Freebie no more: Fridays After 5 eyes admission charge
For 15 years, Fridays After 5 has been Charlottesville's symbol for summertime when the livin' is easy, the free concerts drawing thousands to the Downtown Amphitheater to throw a blanket on the grass and chill out to tunes.
For its 16th season, part of that equation is going to change. The Charlottesville Downtown Foundation, which organizes the events, is weighing admission fees of $3 to hear local bands and $5 for national acts, with partygoers 18 and under exempt from the fee, according to CDF president Mike Cvetanovich.
Why charge an admission? "We are the only venue in the state that hasn't charged," answers Fridays organizer Tony LaBua. "Costs are astronomical, and sponsorships are dropping." (The Hook is a sponsor.)
"We're going to scale up and bring in some national acts," says Cvetanovich, who's a musician himself. "I want to try to bring in a more well-rounded, higher-caliber degree of music to Charlottesville." So far, 1980s stadium-packers Foreigner and Little River Band are confirmed, but Fridays will still be a venue for local musicians, Cvetanovich maintains.
Another change under consideration: a ban on coolers. One CDF official calls it a safety issue.
"Life as we knew it is not the same after 9/11," says this source, declining to elaborate on whether it's fear of a bomb or booze in a cooler that's prompting the change.
However, Cvetanovich says, "We don't want people to bring in their own alcohol."
And as for the days when you could bring a picnic, or even a slice of Christian's pizza, forget it if a proposed food ban goes into effect. "The ban on outside food is to support our vendors," says Cvetanovich, who stresses that a final decision has not been made. "I'd like to see a different scenario, but it's economics."
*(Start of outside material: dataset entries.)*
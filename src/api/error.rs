//! JSON error responses for the HTTP layer.

use crate::errors::Error;
use axum::{
    Json,
    http::StatusCode,
    response::{IntoResponse, Response},
};
use chrono::{SecondsFormat, Utc};
use serde::Serialize;

/// An error ready to be sent to the client.
#[derive(Debug)]
pub struct ApiError {
    status: StatusCode,
    error: &'static str,
    message: String,
}

#[derive(Debug, Serialize)]
struct ErrorResponse {
    error: &'static str,
    message: String,
    code: u16,
    timestamp: String,
}

impl ApiError {
    /// Creates an error with an explicit status.
    pub fn new(status: StatusCode, error: &'static str, message: impl Into<String>) -> Self {
        Self {
            status,
            error,
            message: message.into(),
        }
    }

    /// 400 for a body, query or path the extractors could not parse.
    pub fn bad_request(message: impl Into<String>) -> Self {
        Self::new(StatusCode::BAD_REQUEST, "BadRequest", message)
    }

    /// The HTTP status this error maps to.
    #[must_use]
    pub const fn status(&self) -> StatusCode {
        self.status
    }
}

impl From<Error> for ApiError {
    fn from(err: Error) -> Self {
        match err {
            Error::Validation { message } => {
                Self::new(StatusCode::BAD_REQUEST, "ValidationError", message)
            }
            Error::InvalidAmount { amount } => Self::new(
                StatusCode::BAD_REQUEST,
                "InvalidAmount",
                format!("invalid amount: {amount}"),
            ),
            Error::NotFound { entity, id } => {
                Self::new(StatusCode::NOT_FOUND, "NotFound", format!("{entity} {id} not found"))
            }
            Error::Conflict { message } => Self::new(StatusCode::CONFLICT, "Conflict", message),
            Error::Unauthorized { message } => {
                Self::new(StatusCode::UNAUTHORIZED, "Unauthorized", message)
            }
            Error::Forbidden { message } => Self::new(StatusCode::FORBIDDEN, "Forbidden", message),
            other => {
                // Internal details stay in the logs
                tracing::error!("Request failed: {other}");
                Self::new(
                    StatusCode::INTERNAL_SERVER_ERROR,
                    "InternalServerError",
                    "Internal server error",
                )
            }
        }
    }
}

impl IntoResponse for ApiError {
    fn into_response(self) -> Response {
        let payload = ErrorResponse {
            error: self.error,
            message: self.message,
            code: self.status.as_u16(),
            timestamp: Utc::now().to_rfc3339_opts(SecondsFormat::Secs, true),
        };
        (self.status, Json(payload)).into_response()
    }
}

/// Result type returned by handlers.
pub type ApiResult<T> = std::result::Result<T, ApiError>;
Currently, Domino's is the CDF-sanctioned pizza vendor, but Cvetanovich adds that any local restaurant is welcome become a food vendor.
The proposed changes have already prompted concerns from one Fridays regular, who fears an admission charge and ban on coolers will take away from the family aspects of the event.
"When you get Foreigner, Little River, and acts even bigger, I'm not taking my family there– it's too crowded," says a Fridays volunteer, who requested anonymity. And if picnics are forbidden, the event becomes more expensive for families.
That's not the intent, says Cvetanovich. "I don't want it to lose the community- and family-oriented nature of this event," he claims.